| WHAT IS REQUIRED |
Repeat exactly the lines from the start of the entries below through the line containing "use tokio::fs;". Omit the rest.

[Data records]
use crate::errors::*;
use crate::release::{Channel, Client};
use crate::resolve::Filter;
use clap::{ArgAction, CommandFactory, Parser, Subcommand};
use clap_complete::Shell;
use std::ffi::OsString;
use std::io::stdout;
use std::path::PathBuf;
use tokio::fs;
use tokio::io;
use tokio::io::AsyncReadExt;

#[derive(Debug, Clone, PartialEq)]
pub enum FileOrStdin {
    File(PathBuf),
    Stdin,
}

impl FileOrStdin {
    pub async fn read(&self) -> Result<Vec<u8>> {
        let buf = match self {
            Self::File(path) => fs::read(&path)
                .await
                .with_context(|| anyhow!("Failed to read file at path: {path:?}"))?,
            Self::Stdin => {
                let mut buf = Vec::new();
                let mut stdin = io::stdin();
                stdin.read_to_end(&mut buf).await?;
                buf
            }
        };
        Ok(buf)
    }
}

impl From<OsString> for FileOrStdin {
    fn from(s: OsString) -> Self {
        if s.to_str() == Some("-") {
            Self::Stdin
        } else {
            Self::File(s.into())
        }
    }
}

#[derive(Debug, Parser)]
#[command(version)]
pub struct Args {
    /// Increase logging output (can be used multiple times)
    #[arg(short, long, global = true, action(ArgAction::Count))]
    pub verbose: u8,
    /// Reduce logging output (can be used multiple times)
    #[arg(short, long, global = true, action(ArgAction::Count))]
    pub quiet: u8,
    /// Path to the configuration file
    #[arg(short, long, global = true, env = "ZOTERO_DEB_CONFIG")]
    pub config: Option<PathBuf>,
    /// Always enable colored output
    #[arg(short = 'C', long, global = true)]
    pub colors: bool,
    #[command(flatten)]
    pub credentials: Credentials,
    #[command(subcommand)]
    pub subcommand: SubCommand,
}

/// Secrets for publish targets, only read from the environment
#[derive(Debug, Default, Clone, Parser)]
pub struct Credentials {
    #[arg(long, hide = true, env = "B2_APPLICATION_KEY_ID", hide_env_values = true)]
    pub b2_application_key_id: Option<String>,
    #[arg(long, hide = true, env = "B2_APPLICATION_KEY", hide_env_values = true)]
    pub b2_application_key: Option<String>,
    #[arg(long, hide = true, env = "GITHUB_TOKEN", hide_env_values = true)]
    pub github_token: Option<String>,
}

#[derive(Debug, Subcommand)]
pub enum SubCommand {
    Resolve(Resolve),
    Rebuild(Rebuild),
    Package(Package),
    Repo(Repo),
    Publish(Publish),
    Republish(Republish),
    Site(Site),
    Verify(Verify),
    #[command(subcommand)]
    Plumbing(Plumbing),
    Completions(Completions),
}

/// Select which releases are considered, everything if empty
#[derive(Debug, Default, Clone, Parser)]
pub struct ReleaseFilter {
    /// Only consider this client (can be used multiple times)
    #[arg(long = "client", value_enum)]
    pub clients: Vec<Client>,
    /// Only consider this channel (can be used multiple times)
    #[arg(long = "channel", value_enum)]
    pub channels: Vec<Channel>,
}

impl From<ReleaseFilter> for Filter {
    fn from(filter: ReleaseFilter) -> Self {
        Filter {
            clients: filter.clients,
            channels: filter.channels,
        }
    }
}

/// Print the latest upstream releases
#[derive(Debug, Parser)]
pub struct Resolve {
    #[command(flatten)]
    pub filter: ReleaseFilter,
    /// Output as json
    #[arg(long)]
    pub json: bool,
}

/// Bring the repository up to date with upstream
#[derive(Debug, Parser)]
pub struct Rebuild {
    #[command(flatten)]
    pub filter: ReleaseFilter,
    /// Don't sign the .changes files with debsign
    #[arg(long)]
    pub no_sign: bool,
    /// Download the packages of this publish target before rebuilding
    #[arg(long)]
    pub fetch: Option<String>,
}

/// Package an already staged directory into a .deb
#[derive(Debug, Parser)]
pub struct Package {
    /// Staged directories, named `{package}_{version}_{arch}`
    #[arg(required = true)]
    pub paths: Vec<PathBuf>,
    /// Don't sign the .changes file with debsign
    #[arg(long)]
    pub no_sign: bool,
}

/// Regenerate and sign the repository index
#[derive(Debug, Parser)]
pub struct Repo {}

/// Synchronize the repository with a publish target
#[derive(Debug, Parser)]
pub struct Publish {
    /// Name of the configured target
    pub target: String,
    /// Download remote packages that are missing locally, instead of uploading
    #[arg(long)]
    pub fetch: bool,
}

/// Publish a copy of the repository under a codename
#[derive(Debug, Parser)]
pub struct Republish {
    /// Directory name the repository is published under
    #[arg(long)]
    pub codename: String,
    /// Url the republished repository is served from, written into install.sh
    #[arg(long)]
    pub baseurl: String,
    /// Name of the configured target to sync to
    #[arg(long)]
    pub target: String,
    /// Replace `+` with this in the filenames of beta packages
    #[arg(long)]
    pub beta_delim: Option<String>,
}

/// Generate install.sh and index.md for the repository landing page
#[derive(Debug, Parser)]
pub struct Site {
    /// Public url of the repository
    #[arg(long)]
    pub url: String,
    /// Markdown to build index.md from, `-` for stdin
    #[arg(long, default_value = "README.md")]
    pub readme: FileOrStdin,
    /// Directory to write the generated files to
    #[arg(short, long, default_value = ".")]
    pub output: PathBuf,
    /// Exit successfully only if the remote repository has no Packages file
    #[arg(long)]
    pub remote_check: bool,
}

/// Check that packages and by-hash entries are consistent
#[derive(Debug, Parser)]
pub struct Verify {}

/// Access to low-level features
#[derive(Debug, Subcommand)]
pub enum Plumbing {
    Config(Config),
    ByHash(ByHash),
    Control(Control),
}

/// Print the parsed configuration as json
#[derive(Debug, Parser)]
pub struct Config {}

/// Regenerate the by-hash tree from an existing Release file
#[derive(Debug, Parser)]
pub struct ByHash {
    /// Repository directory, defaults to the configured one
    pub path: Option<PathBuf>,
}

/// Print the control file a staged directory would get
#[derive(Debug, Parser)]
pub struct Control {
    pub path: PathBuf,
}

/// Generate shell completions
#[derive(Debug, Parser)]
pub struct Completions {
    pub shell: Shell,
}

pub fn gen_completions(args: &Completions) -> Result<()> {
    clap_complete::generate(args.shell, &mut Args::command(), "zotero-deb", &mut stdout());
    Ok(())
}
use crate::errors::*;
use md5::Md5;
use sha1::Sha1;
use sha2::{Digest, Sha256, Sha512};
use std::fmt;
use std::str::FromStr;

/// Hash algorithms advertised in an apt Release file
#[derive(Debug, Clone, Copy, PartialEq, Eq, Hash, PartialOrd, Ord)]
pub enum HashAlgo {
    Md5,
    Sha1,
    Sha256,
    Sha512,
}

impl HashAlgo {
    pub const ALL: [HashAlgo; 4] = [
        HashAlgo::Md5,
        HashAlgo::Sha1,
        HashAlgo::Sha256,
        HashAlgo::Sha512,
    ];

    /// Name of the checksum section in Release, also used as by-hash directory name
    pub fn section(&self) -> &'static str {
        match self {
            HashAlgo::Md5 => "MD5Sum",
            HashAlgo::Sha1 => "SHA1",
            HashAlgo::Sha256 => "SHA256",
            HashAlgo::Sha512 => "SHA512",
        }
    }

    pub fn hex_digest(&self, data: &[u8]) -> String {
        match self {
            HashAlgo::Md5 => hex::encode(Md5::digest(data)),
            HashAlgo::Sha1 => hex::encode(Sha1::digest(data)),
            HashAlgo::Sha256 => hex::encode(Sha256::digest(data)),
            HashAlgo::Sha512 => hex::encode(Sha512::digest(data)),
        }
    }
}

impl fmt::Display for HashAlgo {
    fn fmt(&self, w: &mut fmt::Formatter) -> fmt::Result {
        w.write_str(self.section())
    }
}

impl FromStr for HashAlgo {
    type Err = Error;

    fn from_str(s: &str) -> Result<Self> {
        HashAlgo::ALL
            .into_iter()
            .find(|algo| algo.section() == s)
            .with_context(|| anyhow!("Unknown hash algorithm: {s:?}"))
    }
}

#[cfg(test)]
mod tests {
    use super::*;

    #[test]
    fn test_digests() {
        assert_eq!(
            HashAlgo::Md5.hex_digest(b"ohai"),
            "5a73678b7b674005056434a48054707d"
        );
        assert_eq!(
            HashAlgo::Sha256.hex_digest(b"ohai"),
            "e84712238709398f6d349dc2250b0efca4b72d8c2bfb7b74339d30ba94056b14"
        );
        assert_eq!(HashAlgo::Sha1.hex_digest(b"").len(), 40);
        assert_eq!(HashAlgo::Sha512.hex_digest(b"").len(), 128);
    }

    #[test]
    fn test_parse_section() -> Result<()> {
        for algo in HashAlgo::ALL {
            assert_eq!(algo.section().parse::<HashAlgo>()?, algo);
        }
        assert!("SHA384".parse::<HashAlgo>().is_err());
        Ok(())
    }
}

| RESPONSE AREA |
use crate::errors::*;
use crate::release::{Channel, Client};
use crate::resolve::Filter;
use clap::{ArgAction, CommandFactory, Parser, Subcommand};
use clap_complete::Shell;
use std::ffi::OsString;
use std::io::stdout;
use std::path::PathBuf;
use tokio::fs;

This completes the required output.